[Work item]:
Since the entries below must stay intact, return each one exactly.

** Provided material follows **

mod cache_memory;
mod data_source_watcher;
mod executor_watching;
mod fetcher_graphql;
mod fetcher_rate_limiter;
mod fetcher_retrier;

pub use cache_memory::*;
pub use data_source_watcher::*;
pub use executor_watching::*;
pub use fetcher_graphql::*;
pub use fetcher_rate_limiter::*;
pub use fetcher_retrier::*;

** End of Provided material **

[Reply to the task]:
mod cache_memory;
mod data_source_watcher;
mod executor_watching;
mod fetcher_graphql;
mod fetcher_rate_limiter;
mod fetcher_retrier;

pub use cache_memory::*;
pub use data_source_watcher::*;
pub use executor_watching::*;
pub use fetcher_graphql::*;
pub use fetcher_rate_limiter::*;
pub use fetcher_retrier::*;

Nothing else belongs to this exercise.